Former Vice President Dick Cheney got an award Wednesday night, the Center for Security Policy's "Keeper of the Flame Award." As you might expect of Cheney, he didn't use the occasion to bask -- instead, he went on the warpath, attacking his liberal critics generally and the Obama administration specifically.
It was, to say the least, an interesting venue for that kind of speech. Admittedly, the award has been given to plenty of other prominent figures, from former President Ronald Reagan to James Jones, who's now President Obama's national security advisor, Sen. Joe Lieberman, I-Conn. and Donald Rumsfeld. (Of that last man, Cheney said Wednesday, "truth be told, any award once conferred on Donald Rumsfeld carries extra luster, and I am very proud to see my name added to such a distinguished list.")
But the Center for Security Policy was founded by Frank Gaffney, who remains the organization's president. And in recent months, Gaffney has been an even harsher critic of Obama's than Cheney himself -- and a much more extreme one.
Just this past June, Gaffney wrote an op-ed for the Washington Times that was headlined, "America's First Muslim president?" He didn't really seem to mean it as a question, either, saying:
During his White House years, William Jefferson Clinton -- someone Judge Sonia Sotomayor might call a "white male" -- was dubbed "America's first black president" by a black admirer. Applying the standard of identity politics and pandering to a special interest that earned Mr. Clinton that distinction, Barack Hussein Obama would have to be considered America's first Muslim president ...

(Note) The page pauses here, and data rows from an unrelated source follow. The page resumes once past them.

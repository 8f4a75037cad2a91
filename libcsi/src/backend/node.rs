//! Node-side mount orchestration.
//!
//! Publishing resolves the volume record from the bucket, picks a mounter
//! and runs it against the target path.  Unpublishing is a forced, lazy
//! `umount`.  Stage and unstage only validate and delegate to the mounter
//! hooks, which are no-ops for the FUSE backends.

use std::path::{Path, PathBuf};
use std::sync::Arc;

use async_trait::async_trait;
use tracing::{debug, info, instrument, warn};

use crate::config::{DriverConfig, S3Config};
use crate::error::{CsiError, StoreError};
use crate::gateway::GatewayConnector;
use crate::metadata::{self, VolumeRecord};
use crate::mounter::{CommandRunner, CommandSpec, MountOptions, MounterFactory};
use crate::node::CsiNode;
use crate::types::*;

/// Mount table consulted for publish idempotency.
pub const PROC_MOUNTS: &str = "/proc/self/mounts";

/// Mode of staging and target directories; workloads run as arbitrary uids.
const MOUNT_DIR_MODE: u32 = 0o777;

/// `umount` output meaning the target was already detached.
const NOT_MOUNTED: [&str; 2] = ["not mounted", "no mount point specified"];

/// Node service mounting buckets through external FUSE tools.
pub struct VolumeNode<C> {
    connector: C,
    mounters: MounterFactory,
    runner: Arc<dyn CommandRunner>,
    node_id: String,
    max_volumes: u64,
    default_mounter: String,
    mount_table: PathBuf,
}

impl<C: GatewayConnector> VolumeNode<C> {
    pub fn new(connector: C, runner: Arc<dyn CommandRunner>, config: &DriverConfig) -> Self {
        Self {
            connector,
            mounters: MounterFactory::new(runner.clone(), config.credentials_dir.clone()),
            runner,
            node_id: config.node_id.clone(),
            max_volumes: config.max_volumes_per_node,
            default_mounter: config.default_mounter.clone(),
            mount_table: PathBuf::from(PROC_MOUNTS),
        }
    }

    /// Read mount points from `path` instead of [`PROC_MOUNTS`].
    pub fn with_mount_table(mut self, path: impl Into<PathBuf>) -> Self {
        self.mount_table = path.into();
        self
    }

    pub fn mounters(&self) -> &MounterFactory {
        &self.mounters
    }

    /// Fetch the volume record with the credentials of this request.
    async fn resolve(
        &self,
        volume_id: &VolumeId,
        secrets: &Secrets,
    ) -> Result<(VolumeRecord, S3Config), CsiError> {
        let config = S3Config::from_secrets(secrets, &self.default_mounter);
        let gateway = self.connector.connect(&config)?;
        match metadata::load(gateway.as_ref(), volume_id.as_str()).await {
            Ok(Some(record)) => Ok((record, config)),
            Ok(None) | Err(StoreError::NoSuchBucket(_)) => {
                Err(CsiError::VolumeNotFound(volume_id.to_string()))
            }
            Err(e) => Err(e.into()),
        }
    }

    /// The mount table entry for `path`, if it is a mount point.
    async fn mount_at(&self, path: &str) -> Option<MountEntry> {
        match tokio::fs::read_to_string(&self.mount_table).await {
            Ok(contents) => find_mount(&contents, path),
            Err(e) => {
                warn!(table = %self.mount_table.display(), error = %e, "cannot read mount table");
                None
            }
        }
    }
}

/// One line of a mount table.
#[derive(Debug, Clone, PartialEq, Eq)]
struct MountEntry {
    source: String,
    fstype: String,
}

/// The last entry of a `/proc/mounts`-style table mounted at `path`.
fn find_mount(contents: &str, path: &str) -> Option<MountEntry> {
    let path = path.trim_end_matches('/');
    // Format: <device> <mountpoint> <fstype> <options> <dump> <pass>
    contents
        .lines()
        .filter_map(|line| {
            let mut fields = line.split_whitespace();
            let source = fields.next()?;
            let mountpoint = fields.next()?;
            let fstype = fields.next().unwrap_or_default();
            (unescape_mount_path(mountpoint) == path).then(|| MountEntry {
                source: unescape_mount_path(source),
                fstype: fstype.to_owned(),
            })
        })
        .last()
}

/// Decode the octal escapes (`\040` for space) used in mount tables.
fn unescape_mount_path(field: &str) -> String {
    let bytes = field.as_bytes();
    let mut out = Vec::with_capacity(bytes.len());
    let mut i = 0;
    while i < bytes.len() {
        if bytes[i] == b'\\'
            && i + 3 < bytes.len()
            && bytes[i + 1..i + 4].iter().all(|b| (b'0'..=b'7').contains(b))
        {
            let code = bytes[i + 1..i + 4]
                .iter()
                .fold(0u32, |acc, b| acc * 8 + u32::from(b - b'0'));
            if let Ok(byte) = u8::try_from(code) {
                out.push(byte);
                i += 4;
                continue;
            }
        }
        out.push(bytes[i]);
        i += 1;
    }
    String::from_utf8_lossy(&out).into_owned()
}

async fn ensure_dir(path: &str) -> Result<(), CsiError> {
    tokio::fs::DirBuilder::new()
        .recursive(true)
        .mode(MOUNT_DIR_MODE)
        .create(path)
        .await
        .map_err(|e| CsiError::MountFailed {
            path: path.to_owned(),
            reason: format!("create directory: {e}"),
        })
}

#[async_trait]
impl<C: GatewayConnector> CsiNode for VolumeNode<C> {
    #[instrument(skip(self, req), fields(volume_id = %req.volume_id))]
    async fn stage_volume(&self, req: NodeStageVolumeRequest) -> Result<(), CsiError> {
        if req.volume_id.is_empty() {
            return Err(CsiError::missing("volume id"));
        }
        if req.staging_target_path.is_empty() {
            return Err(CsiError::missing("staging target path"));
        }
        if req.volume_capability.is_none() {
            return Err(CsiError::missing("volume capability"));
        }

        ensure_dir(&req.staging_target_path).await?;
        let (record, config) = self.resolve(&req.volume_id, &req.secrets).await?;
        self.mounters
            .build(&record, &config, MountOptions::default())
            .stage(Path::new(&req.staging_target_path))
            .await?;

        info!(path = %req.staging_target_path, "volume staged");
        Ok(())
    }

    #[instrument(skip(self, req), fields(volume_id = %req.volume_id))]
    async fn unstage_volume(&self, req: NodeUnstageVolumeRequest) -> Result<(), CsiError> {
        if req.volume_id.is_empty() {
            return Err(CsiError::missing("volume id"));
        }
        if req.staging_target_path.is_empty() {
            return Err(CsiError::missing("staging target path"));
        }
        // Unstage requests carry no secrets, so the record cannot be read
        // here; the FUSE backends keep nothing on the staging path.
        debug!(path = %req.staging_target_path, "volume unstaged");
        Ok(())
    }

    #[instrument(skip(self, req), fields(volume_id = %req.volume_id, target = %req.target_path))]
    async fn publish_volume(&self, req: NodePublishVolumeRequest) -> Result<(), CsiError> {
        if req.volume_id.is_empty() {
            return Err(CsiError::missing("volume id"));
        }
        if req.staging_target_path.is_empty() {
            return Err(CsiError::missing("staging target path"));
        }
        if req.target_path.is_empty() {
            return Err(CsiError::missing("target path"));
        }
        if req.volume_capability.is_none() {
            return Err(CsiError::missing("volume capability"));
        }

        // Any entry counts, a stale FUSE mount included.
        if let Some(found) = self.mount_at(&req.target_path).await {
            info!(
                source = %found.source,
                fstype = %found.fstype,
                "target already mounted, skipping mount"
            );
            return Ok(());
        }

        ensure_dir(&req.target_path).await?;
        ensure_dir(&req.staging_target_path).await?;

        let (record, config) = self.resolve(&req.volume_id, &req.secrets).await?;
        let options = MountOptions {
            read_only: req.read_only,
            flags: req.mount_flags().to_vec(),
        };
        self.mounters
            .build(&record, &config, options)
            .mount(
                Path::new(&req.staging_target_path),
                Path::new(&req.target_path),
            )
            .await?;

        info!(read_only = req.read_only, "volume published");
        Ok(())
    }

    #[instrument(skip(self, req), fields(volume_id = %req.volume_id, target = %req.target_path))]
    async fn unpublish_volume(&self, req: NodeUnpublishVolumeRequest) -> Result<(), CsiError> {
        if req.volume_id.is_empty() {
            return Err(CsiError::missing("volume id"));
        }
        if req.target_path.is_empty() {
            return Err(CsiError::missing("target path"));
        }

        let cmd = CommandSpec::new("umount").args(["--lazy", "--force", req.target_path.as_str()]);
        let output = self
            .runner
            .run(&cmd)
            .await
            .map_err(|e| CsiError::UnmountFailed {
                path: req.target_path.clone(),
                reason: format!("failed to start umount: {e}"),
            })?;

        if !output.is_success() {
            let detail = output.combined();
            if NOT_MOUNTED.iter().any(|m| detail.contains(m)) {
                warn!(output = %detail, "target was not mounted");
                return Ok(());
            }
            return Err(CsiError::UnmountFailed {
                path: req.target_path,
                reason: detail,
            });
        }

        info!("volume unpublished");
        Ok(())
    }

    async fn get_capabilities(&self) -> Result<Vec<NodeCapability>, CsiError> {
        Ok(vec![NodeCapability::StageUnstageVolume])
    }

    async fn get_info(&self) -> Result<NodeInfo, CsiError> {
        Ok(NodeInfo {
            node_id: self.node_id.clone(),
            max_volumes: self.max_volumes,
        })
    }
}
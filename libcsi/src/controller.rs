//! CSI Controller service trait.
//!
//! The Controller service manages the centralized volume lifecycle: creation,
//! deletion and capability validation.  A volume is either absent or present;
//! there is no in-place resize, so the get/expand RPCs are unimplemented by
//! default.

use async_trait::async_trait;

use crate::error::CsiError;
use crate::types::{
    ControllerExpandVolumeRequest, CreateVolumeRequest, DeleteVolumeRequest,
    ValidateVolumeCapabilitiesRequest, ValidationResult, Volume, VolumeId,
};

/// Controller service: centralized volume management.
#[async_trait]
pub trait CsiController: Send + Sync {
    /// Provision a volume, or return the existing one if it can satisfy the
    /// request.
    ///
    /// The returned [`Volume`] carries the committed capacity and the
    /// `volume_context` forwarded to subsequent Node operations.
    async fn create_volume(&self, req: CreateVolumeRequest) -> Result<Volume, CsiError>;

    /// Delete a volume.  Deleting an absent volume succeeds.
    async fn delete_volume(&self, req: DeleteVolumeRequest) -> Result<(), CsiError>;

    /// Check whether the requested capabilities are supported.
    ///
    /// Unsupported capabilities are reported through
    /// [`ValidationResult::message`], not as an error.
    async fn validate_volume_capabilities(
        &self,
        req: ValidateVolumeCapabilitiesRequest,
    ) -> Result<ValidationResult, CsiError>;

    async fn controller_get_volume(&self, _volume_id: &VolumeId) -> Result<Volume, CsiError> {
        Err(CsiError::Unimplemented("ControllerGetVolume".into()))
    }

    /// Returns the new capacity in bytes.
    async fn controller_expand_volume(
        &self,
        _req: ControllerExpandVolumeRequest,
    ) -> Result<i64, CsiError> {
        Err(CsiError::Unimplemented("ControllerExpandVolume".into()))
    }
}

After his five months in office, and most especially after his just-concluded visit to Saudi Arabia and Egypt, however, a stunning conclusion seems increasingly plausible: The man now happy to have his Islamic-rooted middle name featured prominently has engaged in the most consequential bait-and-switch since Adolf Hitler duped Neville Chamberlain over Czechoslovakia at Munich ...
[T]here is mounting evidence that the president not only identifies with Muslims, but actually may still be one himself .... In the final analysis, it may be beside the point whether Mr. Obama actually is a Muslim. In the speech and elsewhere, he has aligned himself with adherents to what authoritative Islam calls Shariah -- notably, the dangerous global movement known as the Muslim Brotherhood -- to a degree that makes Mr. Clinton's fabled affinity for blacks pale by comparison.
Before that, back in April, Gaffney was saying, during an appearance on MSNBC, that Obama had been signaling to the world's Muslims that the U.S. would submit to Sharia law. And in an October 2008 column for the Times, Gaffney aligned himself with the Birthers, writing, "Another question yet to be resolved is whether Mr. Obama is a natural born citizen of the United States, a prerequisite pursuant to the U.S. Constitution. There is evidence Mr. Obama was born in Kenya rather than, as he claims, Hawaii .... Curiously, Mr. Obama has, to date, failed to provide an authentic birth certificate which could clear up the matter."
As for Cheney's speech, it struck predictable chords. According to the prepared text as provided to the Weekly Standard, the former vice president called the Obama administration's decision to scrap missile defense in Eastern Europe "a strategic blunder and a breach of good faith," slammed the administration's positions on Iran and Iraq, said of Afghanistan that the White House is "dithering while America's armed forces are in danger" and defended the Bush administration's anti-terror policies.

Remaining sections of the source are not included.